» **Problem to work on**
Copy all lines below containing "message".

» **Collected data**
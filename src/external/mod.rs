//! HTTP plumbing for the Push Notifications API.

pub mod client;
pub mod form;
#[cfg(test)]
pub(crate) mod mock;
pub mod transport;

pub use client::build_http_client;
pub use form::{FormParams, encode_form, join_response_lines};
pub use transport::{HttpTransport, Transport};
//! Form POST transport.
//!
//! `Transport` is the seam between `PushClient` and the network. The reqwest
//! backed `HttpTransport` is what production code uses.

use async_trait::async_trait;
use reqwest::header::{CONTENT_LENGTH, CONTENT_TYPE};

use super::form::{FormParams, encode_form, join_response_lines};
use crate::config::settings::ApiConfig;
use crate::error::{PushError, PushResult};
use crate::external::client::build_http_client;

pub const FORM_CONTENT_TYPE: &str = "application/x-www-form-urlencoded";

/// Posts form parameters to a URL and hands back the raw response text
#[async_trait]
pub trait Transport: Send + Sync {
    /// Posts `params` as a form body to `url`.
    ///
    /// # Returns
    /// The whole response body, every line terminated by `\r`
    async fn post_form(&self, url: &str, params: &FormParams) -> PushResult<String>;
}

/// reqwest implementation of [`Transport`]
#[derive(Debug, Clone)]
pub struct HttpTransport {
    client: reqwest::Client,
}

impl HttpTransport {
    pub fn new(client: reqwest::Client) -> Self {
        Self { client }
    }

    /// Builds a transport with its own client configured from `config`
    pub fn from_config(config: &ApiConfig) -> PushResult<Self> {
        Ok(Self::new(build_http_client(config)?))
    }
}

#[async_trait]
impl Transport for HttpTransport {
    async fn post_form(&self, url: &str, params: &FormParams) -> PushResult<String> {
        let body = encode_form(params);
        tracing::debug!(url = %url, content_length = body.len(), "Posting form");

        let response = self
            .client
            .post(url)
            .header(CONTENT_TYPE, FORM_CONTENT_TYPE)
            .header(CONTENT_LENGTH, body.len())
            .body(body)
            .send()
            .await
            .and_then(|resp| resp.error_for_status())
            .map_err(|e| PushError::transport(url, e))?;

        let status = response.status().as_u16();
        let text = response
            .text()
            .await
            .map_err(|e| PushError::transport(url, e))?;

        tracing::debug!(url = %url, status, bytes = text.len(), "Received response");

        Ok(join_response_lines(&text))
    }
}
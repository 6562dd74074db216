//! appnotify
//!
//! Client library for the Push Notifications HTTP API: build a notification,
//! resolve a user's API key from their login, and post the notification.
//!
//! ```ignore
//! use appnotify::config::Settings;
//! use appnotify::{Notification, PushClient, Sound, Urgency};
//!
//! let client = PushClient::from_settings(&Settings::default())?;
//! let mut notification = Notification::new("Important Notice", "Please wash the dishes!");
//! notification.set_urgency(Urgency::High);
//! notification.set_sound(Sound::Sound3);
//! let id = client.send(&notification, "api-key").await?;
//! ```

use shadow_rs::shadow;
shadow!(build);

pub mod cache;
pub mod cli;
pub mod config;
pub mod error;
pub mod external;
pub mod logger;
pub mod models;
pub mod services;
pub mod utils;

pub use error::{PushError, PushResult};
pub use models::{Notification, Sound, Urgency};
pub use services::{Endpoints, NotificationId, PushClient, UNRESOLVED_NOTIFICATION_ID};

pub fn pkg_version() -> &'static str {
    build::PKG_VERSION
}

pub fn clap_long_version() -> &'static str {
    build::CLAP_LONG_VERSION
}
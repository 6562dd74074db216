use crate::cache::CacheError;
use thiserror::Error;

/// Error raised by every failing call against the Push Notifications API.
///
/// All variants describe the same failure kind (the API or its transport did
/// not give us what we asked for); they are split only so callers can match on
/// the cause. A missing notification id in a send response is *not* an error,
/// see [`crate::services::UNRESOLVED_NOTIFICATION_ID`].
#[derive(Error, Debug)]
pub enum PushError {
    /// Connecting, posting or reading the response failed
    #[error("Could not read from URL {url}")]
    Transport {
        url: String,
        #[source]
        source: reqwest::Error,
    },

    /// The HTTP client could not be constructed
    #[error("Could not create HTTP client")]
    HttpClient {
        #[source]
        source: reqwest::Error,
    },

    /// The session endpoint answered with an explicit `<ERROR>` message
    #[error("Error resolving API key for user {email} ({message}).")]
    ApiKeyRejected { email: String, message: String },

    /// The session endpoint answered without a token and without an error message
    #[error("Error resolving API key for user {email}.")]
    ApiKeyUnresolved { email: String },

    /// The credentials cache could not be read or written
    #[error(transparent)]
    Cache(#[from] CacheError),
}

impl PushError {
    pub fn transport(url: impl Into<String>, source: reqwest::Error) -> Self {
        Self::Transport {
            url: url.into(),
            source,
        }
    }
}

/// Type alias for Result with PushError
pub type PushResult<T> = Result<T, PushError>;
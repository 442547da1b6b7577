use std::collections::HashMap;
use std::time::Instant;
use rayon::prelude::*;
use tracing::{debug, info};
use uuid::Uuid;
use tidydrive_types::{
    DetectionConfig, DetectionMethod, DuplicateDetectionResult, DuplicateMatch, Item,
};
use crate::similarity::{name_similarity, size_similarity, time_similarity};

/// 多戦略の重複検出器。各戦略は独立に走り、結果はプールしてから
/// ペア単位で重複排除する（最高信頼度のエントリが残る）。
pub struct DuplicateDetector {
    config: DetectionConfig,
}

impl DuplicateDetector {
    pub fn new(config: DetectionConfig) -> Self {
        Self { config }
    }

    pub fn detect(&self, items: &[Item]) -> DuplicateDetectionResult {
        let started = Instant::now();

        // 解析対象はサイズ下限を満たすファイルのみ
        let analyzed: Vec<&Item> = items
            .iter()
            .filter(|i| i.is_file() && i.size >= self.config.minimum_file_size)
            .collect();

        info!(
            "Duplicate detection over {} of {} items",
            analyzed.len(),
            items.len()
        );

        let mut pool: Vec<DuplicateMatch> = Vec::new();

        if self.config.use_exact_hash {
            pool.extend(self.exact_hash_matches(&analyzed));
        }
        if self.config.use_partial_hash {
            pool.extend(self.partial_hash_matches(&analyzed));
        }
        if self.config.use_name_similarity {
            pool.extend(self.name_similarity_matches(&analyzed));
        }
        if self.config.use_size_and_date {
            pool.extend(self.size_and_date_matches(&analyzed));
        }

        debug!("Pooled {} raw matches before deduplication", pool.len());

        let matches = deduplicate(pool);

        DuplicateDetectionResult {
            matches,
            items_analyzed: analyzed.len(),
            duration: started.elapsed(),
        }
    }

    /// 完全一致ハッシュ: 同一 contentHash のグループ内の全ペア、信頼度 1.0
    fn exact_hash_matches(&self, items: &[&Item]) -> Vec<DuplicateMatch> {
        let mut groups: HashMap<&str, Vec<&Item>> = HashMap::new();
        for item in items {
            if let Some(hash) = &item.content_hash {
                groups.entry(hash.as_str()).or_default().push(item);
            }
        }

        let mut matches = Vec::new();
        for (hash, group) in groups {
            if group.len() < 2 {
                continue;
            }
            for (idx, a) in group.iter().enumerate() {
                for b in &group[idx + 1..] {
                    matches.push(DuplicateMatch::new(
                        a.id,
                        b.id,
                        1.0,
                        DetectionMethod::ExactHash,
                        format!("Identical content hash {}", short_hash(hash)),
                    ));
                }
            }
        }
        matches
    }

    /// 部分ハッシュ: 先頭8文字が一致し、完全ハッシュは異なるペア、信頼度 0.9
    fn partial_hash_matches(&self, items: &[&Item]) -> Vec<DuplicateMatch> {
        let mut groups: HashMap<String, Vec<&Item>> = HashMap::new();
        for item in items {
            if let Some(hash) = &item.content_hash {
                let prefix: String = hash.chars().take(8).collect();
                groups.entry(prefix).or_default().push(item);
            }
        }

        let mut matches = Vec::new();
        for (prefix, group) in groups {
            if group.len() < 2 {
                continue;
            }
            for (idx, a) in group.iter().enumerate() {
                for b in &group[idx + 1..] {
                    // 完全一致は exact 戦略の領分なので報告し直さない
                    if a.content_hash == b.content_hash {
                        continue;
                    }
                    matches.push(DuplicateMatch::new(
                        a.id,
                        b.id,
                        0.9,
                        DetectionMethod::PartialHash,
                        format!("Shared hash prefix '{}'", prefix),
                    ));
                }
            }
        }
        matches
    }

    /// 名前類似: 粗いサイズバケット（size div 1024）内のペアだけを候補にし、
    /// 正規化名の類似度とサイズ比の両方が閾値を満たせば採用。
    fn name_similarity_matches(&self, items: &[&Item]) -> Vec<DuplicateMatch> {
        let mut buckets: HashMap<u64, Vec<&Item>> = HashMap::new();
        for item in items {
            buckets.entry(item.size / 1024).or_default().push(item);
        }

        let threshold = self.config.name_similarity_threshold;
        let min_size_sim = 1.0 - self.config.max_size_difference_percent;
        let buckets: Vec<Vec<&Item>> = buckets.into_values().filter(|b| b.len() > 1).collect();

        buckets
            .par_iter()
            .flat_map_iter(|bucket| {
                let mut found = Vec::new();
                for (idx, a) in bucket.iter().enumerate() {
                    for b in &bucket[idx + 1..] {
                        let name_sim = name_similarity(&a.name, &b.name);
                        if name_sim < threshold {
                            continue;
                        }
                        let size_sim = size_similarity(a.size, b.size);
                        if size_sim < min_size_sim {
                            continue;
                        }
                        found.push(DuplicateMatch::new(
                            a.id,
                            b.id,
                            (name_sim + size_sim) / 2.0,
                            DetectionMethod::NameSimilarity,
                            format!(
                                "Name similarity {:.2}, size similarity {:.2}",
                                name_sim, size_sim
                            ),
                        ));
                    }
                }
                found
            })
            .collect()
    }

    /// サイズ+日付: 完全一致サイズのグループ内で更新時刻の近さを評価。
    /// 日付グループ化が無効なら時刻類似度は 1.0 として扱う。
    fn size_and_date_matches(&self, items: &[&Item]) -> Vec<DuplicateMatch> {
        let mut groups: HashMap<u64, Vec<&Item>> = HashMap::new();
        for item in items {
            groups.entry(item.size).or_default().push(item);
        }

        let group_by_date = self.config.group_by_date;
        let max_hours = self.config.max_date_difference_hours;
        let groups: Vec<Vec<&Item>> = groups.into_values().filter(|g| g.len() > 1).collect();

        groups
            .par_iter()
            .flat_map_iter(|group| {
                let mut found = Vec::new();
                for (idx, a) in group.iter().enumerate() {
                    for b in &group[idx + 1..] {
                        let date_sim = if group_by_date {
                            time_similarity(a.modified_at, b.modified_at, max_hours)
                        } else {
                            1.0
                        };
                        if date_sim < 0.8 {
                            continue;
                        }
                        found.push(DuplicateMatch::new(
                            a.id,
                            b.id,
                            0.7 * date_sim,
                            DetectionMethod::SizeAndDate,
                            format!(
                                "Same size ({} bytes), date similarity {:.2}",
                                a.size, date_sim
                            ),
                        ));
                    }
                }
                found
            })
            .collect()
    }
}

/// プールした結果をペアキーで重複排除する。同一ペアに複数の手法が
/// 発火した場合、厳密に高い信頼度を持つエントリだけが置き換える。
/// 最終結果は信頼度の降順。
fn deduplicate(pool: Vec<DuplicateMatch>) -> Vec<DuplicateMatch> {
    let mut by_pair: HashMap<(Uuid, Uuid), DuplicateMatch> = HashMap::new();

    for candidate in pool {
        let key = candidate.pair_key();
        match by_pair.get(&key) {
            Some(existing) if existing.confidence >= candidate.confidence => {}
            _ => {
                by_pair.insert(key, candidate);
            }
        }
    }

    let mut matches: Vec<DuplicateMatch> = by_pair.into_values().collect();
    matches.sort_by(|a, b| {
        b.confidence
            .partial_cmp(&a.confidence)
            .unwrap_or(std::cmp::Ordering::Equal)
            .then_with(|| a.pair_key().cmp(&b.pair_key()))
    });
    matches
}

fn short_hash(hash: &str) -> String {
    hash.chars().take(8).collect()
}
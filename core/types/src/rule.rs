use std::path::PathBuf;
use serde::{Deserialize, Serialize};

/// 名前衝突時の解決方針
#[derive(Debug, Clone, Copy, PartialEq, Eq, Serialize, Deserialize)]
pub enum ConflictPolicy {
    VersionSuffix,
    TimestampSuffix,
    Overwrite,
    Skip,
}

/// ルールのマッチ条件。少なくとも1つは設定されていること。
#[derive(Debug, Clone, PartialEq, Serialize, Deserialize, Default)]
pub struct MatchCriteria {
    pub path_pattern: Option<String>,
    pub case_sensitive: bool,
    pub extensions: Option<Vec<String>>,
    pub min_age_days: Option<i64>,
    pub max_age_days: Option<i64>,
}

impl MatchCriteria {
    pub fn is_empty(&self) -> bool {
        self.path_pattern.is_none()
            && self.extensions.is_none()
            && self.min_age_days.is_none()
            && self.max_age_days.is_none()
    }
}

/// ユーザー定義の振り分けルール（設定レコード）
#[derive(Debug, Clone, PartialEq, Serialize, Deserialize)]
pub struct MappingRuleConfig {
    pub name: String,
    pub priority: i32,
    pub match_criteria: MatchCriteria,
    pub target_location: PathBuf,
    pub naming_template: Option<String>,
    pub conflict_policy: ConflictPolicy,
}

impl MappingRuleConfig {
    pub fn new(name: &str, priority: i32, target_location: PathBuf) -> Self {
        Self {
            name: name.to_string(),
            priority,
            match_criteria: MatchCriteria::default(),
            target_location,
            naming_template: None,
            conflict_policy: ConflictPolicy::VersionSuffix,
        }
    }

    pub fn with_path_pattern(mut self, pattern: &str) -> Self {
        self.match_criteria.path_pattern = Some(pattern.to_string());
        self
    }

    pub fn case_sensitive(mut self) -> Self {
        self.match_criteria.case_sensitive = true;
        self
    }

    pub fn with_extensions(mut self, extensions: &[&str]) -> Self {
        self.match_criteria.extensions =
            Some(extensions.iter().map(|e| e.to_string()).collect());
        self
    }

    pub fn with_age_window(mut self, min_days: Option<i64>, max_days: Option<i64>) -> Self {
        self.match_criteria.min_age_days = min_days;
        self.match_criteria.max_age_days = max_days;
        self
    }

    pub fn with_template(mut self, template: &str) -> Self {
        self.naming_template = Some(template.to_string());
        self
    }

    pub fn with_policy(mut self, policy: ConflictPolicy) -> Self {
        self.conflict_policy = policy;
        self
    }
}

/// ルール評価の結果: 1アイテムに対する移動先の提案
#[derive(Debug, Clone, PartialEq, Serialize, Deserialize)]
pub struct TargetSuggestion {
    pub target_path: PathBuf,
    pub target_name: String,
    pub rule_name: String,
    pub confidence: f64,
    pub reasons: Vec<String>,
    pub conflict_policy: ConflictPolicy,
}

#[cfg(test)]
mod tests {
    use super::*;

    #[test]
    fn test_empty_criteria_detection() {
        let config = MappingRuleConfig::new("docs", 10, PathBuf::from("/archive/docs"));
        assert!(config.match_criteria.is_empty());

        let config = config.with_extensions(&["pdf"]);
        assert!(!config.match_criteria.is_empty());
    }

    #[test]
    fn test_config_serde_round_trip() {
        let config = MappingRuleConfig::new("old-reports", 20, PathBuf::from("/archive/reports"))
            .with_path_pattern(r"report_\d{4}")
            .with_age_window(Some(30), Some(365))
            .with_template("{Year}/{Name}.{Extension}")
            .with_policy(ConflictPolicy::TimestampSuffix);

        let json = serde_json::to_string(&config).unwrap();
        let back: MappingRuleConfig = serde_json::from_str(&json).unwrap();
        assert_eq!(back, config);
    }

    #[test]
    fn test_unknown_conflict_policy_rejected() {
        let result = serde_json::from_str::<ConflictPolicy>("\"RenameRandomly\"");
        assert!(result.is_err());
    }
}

» **Answer to this exercise**
    /// The session endpoint answered with an explicit `<ERROR>` message
    #[error("Error resolving API key for user {email} ({message}).")]
    ApiKeyRejected { email: String, message: String },
    /// The session endpoint answered without a token and without an error message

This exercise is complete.